(Collected data)
------------------------------------------------

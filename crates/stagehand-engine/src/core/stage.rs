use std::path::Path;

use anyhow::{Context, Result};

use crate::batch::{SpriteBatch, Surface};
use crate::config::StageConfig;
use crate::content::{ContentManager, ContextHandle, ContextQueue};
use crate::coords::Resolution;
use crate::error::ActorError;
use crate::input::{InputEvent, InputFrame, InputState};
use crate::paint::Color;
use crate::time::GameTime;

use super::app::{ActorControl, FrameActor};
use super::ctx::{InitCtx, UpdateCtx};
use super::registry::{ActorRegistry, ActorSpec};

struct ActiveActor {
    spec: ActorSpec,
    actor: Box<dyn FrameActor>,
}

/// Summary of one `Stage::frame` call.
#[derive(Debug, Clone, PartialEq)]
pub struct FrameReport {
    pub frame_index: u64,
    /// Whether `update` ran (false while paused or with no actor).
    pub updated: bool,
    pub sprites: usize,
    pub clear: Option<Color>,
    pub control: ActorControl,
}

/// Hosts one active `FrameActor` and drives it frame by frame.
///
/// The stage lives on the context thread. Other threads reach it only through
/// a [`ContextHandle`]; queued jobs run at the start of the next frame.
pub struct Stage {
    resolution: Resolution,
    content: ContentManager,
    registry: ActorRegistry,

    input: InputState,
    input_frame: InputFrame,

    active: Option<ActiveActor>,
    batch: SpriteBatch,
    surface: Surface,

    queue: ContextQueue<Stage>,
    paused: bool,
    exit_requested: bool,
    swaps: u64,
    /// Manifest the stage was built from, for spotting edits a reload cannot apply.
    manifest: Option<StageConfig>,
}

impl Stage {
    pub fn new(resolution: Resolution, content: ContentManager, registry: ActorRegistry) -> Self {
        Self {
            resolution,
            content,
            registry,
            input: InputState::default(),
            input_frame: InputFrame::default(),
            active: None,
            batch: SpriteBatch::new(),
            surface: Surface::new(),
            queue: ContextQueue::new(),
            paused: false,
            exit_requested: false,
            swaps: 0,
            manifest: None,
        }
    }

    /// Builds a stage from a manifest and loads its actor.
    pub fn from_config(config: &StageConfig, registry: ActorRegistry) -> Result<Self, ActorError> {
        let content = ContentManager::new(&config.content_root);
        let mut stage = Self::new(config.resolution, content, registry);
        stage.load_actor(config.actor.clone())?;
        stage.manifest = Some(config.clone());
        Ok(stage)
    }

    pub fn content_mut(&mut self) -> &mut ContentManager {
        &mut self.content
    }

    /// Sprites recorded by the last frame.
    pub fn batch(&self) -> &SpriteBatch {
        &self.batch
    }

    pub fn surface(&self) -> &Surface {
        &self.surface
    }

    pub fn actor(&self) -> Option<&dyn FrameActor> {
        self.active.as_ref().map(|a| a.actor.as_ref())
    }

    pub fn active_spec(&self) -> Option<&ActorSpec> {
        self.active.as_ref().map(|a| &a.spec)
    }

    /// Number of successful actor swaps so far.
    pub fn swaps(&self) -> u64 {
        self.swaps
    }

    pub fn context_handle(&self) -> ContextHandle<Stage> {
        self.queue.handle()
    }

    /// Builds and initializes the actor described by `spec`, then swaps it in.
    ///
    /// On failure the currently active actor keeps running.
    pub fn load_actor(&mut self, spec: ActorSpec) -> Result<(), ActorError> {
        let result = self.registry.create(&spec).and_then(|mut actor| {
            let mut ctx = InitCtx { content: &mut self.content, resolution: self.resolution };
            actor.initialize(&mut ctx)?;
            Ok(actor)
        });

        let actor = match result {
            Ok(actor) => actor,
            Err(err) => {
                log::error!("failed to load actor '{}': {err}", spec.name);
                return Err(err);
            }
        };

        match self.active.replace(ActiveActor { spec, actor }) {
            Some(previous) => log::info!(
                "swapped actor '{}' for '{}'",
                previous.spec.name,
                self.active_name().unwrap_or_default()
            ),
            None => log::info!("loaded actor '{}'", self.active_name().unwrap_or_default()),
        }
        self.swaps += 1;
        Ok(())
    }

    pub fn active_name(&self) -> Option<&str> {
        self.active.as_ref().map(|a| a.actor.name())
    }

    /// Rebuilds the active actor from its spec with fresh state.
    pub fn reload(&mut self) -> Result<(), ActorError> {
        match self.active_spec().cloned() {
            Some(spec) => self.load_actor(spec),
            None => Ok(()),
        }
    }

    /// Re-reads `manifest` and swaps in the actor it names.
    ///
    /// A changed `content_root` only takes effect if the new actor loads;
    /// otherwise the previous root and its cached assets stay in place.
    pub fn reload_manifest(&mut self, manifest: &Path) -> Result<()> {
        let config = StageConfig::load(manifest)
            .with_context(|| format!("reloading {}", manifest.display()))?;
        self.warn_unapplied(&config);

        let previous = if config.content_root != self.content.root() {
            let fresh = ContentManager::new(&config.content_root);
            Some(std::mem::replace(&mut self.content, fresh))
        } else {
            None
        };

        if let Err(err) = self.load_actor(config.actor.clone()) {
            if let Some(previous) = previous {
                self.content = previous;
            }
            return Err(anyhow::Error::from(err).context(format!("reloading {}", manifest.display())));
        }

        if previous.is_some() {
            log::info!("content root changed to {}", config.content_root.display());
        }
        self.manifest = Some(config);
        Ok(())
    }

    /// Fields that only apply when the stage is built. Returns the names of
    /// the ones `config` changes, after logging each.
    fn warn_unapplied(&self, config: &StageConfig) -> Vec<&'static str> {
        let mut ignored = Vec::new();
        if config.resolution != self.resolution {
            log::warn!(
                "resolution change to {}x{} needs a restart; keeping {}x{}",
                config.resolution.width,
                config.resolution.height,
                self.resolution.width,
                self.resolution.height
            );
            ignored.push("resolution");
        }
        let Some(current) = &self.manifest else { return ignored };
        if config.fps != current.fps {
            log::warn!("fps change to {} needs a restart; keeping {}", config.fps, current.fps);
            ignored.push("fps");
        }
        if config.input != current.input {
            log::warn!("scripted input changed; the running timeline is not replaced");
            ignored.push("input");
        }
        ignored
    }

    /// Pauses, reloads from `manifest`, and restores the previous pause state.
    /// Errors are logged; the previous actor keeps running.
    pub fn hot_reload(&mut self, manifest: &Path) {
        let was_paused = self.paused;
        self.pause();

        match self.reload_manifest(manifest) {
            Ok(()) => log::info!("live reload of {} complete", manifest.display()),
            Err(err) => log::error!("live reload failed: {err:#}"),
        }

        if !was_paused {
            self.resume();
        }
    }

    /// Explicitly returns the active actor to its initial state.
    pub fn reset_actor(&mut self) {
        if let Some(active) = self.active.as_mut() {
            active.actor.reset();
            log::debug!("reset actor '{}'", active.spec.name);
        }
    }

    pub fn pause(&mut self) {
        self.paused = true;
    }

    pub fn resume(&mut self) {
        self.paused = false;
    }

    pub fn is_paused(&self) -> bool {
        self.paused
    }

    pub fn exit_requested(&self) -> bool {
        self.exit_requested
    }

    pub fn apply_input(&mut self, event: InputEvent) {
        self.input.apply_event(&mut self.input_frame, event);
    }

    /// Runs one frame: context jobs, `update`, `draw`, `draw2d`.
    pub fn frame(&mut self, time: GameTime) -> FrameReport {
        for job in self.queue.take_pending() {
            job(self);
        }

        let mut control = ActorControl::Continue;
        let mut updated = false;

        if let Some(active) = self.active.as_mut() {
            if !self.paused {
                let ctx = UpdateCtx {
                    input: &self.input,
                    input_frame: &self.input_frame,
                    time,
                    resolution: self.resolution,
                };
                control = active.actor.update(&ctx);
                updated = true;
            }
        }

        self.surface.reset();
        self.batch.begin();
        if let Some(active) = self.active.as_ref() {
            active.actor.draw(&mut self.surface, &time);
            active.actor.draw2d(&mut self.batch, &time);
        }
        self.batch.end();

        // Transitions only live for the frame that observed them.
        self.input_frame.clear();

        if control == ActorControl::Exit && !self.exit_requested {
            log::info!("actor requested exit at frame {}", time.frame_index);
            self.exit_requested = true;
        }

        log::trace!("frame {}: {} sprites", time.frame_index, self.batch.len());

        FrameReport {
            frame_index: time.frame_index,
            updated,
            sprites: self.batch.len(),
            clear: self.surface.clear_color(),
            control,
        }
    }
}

------------------------------------------------

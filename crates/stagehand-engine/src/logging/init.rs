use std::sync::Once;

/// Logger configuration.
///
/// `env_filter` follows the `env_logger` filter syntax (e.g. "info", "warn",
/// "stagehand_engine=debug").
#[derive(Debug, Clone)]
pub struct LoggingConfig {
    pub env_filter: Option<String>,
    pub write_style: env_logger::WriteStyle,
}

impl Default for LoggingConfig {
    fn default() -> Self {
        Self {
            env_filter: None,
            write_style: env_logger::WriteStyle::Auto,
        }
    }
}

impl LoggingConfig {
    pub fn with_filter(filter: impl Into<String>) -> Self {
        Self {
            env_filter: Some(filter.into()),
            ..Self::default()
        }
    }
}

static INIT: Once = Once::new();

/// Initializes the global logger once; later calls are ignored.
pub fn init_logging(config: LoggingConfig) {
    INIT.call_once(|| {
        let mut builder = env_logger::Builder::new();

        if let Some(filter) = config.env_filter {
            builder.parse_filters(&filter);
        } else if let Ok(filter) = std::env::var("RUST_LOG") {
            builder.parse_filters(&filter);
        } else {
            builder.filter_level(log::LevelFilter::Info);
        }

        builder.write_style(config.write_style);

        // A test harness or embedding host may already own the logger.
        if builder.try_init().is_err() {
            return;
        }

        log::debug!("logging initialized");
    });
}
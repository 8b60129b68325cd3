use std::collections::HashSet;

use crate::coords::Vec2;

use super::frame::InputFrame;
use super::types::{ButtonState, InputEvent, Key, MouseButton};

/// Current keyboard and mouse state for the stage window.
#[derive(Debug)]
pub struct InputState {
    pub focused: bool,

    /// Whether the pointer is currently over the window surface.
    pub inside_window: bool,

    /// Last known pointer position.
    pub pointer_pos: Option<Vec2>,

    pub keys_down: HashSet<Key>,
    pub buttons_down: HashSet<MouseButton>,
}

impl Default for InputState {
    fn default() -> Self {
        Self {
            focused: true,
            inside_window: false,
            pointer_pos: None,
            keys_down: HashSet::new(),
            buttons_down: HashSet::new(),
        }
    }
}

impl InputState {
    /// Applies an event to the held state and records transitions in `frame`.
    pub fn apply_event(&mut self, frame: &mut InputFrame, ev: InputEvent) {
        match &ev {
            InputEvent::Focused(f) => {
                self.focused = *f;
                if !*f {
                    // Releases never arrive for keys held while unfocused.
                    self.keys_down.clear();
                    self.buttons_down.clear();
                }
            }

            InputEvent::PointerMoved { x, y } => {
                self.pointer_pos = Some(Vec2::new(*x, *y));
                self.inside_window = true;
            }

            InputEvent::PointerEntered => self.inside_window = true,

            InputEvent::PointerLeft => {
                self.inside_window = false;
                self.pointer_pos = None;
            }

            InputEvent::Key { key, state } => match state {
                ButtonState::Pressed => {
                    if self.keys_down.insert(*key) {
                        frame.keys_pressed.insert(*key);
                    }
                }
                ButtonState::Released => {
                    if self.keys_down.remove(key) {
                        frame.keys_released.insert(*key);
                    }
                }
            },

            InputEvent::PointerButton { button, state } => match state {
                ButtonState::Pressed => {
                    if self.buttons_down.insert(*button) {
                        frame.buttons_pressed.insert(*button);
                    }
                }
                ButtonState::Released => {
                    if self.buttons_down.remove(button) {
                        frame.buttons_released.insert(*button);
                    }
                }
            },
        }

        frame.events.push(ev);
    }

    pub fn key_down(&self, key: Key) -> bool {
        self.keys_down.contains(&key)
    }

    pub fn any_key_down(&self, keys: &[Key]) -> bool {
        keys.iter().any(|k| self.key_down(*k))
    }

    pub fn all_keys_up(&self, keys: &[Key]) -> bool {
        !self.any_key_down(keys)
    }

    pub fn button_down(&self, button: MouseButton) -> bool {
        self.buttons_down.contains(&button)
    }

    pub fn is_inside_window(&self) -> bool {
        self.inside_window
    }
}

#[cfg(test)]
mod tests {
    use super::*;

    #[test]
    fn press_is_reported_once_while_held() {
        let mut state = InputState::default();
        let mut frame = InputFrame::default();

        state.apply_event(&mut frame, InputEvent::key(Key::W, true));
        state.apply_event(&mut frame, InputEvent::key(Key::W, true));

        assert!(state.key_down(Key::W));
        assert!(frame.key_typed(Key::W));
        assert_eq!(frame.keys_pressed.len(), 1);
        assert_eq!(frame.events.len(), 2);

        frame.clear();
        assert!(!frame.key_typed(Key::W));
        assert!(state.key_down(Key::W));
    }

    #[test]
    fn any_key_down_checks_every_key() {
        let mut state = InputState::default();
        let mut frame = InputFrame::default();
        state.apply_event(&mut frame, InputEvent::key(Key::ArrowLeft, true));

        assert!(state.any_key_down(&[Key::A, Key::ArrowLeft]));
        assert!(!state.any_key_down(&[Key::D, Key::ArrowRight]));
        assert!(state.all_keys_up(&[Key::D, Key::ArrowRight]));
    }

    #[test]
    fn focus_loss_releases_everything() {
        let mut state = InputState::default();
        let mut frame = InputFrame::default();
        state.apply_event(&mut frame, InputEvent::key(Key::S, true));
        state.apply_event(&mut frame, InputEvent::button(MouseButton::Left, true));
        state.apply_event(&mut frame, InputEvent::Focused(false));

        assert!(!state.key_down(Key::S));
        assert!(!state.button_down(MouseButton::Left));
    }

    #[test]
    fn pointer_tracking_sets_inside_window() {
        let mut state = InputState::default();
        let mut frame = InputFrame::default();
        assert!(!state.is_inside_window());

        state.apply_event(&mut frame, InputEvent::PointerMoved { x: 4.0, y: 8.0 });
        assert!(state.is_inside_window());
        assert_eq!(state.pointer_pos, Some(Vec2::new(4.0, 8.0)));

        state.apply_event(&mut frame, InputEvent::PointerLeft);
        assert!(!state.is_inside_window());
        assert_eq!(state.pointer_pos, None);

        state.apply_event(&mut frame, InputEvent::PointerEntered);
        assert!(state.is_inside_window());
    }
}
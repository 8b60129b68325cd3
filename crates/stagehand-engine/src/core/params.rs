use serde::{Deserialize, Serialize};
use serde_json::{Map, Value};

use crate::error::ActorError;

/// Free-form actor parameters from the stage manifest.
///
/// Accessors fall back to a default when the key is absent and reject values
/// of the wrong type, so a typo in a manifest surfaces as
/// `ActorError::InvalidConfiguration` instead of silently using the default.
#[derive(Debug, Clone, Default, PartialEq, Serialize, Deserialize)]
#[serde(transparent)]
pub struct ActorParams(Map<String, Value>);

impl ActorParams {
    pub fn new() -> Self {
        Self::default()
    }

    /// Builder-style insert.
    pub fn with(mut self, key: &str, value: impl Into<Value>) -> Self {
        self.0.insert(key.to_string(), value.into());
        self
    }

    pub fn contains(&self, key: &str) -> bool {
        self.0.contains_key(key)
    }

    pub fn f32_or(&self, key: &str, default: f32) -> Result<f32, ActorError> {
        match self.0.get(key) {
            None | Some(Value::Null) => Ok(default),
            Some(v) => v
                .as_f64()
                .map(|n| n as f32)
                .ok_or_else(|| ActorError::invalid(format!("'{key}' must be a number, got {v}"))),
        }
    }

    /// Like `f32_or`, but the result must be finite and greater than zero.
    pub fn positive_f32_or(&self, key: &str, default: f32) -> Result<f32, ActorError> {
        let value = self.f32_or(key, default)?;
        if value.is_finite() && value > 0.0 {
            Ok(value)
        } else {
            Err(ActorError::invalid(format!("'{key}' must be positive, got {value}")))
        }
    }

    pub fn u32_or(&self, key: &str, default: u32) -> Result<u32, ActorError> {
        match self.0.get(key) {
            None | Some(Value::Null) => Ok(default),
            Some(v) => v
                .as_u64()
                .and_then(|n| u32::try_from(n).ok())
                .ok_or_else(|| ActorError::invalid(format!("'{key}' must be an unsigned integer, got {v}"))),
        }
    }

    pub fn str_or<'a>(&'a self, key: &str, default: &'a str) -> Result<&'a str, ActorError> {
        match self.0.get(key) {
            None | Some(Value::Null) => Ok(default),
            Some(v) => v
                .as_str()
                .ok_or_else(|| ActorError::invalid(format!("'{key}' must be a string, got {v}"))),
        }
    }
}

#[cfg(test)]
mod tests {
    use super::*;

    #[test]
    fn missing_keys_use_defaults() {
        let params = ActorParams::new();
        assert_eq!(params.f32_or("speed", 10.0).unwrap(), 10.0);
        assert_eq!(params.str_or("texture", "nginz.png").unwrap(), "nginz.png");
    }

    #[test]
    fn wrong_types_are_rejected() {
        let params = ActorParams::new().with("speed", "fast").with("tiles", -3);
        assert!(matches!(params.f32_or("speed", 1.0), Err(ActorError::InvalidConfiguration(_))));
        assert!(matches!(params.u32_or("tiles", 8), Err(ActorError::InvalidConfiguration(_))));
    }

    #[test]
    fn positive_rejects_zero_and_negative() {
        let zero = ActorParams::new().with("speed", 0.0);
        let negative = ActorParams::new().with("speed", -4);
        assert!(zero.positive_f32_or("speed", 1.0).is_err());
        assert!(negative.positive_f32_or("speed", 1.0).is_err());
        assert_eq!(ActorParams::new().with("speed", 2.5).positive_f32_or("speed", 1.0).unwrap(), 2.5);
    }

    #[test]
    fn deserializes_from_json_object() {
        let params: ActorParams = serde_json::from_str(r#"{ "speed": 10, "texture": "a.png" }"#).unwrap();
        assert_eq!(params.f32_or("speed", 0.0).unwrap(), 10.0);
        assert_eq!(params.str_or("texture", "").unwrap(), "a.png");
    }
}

------------------------------------------------

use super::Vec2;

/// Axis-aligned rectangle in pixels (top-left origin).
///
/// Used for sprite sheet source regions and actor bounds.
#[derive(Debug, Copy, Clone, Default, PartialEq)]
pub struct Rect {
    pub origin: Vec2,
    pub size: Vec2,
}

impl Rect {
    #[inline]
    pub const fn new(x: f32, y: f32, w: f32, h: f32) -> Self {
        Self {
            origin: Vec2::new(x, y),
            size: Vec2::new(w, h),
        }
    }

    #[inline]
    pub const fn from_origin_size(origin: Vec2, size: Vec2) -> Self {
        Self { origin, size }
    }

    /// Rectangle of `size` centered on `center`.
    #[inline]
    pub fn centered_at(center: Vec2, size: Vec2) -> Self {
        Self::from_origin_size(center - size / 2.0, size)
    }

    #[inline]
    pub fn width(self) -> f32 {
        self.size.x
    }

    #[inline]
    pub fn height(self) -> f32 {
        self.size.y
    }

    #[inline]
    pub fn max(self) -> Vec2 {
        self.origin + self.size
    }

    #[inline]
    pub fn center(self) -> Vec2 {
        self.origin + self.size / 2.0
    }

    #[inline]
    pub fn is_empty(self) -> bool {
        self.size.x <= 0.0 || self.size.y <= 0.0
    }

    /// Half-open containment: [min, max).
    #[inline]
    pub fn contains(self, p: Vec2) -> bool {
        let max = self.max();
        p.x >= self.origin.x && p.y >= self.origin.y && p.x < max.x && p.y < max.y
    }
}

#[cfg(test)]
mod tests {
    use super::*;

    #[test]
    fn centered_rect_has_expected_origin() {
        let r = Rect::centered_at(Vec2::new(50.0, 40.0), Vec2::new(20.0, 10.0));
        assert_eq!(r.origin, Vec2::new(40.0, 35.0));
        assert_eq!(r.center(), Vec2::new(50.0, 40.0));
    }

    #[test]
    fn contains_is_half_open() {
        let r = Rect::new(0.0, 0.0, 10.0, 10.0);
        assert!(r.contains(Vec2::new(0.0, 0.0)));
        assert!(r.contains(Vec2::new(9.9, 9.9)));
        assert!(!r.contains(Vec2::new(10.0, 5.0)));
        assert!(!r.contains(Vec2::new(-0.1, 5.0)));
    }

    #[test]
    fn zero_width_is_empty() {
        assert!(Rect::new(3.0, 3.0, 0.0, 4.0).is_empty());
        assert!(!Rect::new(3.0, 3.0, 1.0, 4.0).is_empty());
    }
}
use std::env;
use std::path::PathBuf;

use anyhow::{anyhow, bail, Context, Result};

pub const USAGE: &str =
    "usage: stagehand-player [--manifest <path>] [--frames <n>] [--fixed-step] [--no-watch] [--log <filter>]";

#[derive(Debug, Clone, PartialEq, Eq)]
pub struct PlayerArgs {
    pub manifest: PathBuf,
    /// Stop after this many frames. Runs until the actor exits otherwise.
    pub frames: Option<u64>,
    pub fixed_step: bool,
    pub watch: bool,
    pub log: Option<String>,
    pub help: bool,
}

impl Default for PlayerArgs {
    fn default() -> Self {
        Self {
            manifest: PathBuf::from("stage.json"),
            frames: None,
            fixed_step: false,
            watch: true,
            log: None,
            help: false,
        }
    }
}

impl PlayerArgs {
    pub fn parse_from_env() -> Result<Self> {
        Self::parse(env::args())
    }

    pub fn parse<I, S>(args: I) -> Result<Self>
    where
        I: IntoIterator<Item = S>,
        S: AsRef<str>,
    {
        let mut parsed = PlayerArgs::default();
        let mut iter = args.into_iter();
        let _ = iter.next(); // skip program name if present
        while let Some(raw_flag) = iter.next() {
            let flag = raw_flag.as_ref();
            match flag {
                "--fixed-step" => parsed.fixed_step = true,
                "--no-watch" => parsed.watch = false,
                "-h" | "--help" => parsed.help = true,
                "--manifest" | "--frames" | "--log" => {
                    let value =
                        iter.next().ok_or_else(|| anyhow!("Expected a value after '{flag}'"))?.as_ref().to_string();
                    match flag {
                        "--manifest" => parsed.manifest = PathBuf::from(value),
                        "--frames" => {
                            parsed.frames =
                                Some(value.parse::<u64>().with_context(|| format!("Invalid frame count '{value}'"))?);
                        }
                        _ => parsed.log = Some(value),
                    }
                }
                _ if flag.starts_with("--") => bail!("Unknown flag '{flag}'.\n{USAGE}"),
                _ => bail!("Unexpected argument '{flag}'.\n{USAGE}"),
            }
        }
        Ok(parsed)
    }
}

------------------------------------------------

# What is being asked:
For each line above that includes the word "MouseButton", make a copy of that line.

# Expected output:
use super::types::{ButtonState, InputEvent, Key, MouseButton};
    pub buttons_down: HashSet<MouseButton>,
    pub fn button_down(&self, button: MouseButton) -> bool {
        state.apply_event(&mut frame, InputEvent::button(MouseButton::Left, true));
        assert!(!state.button_down(MouseButton::Left));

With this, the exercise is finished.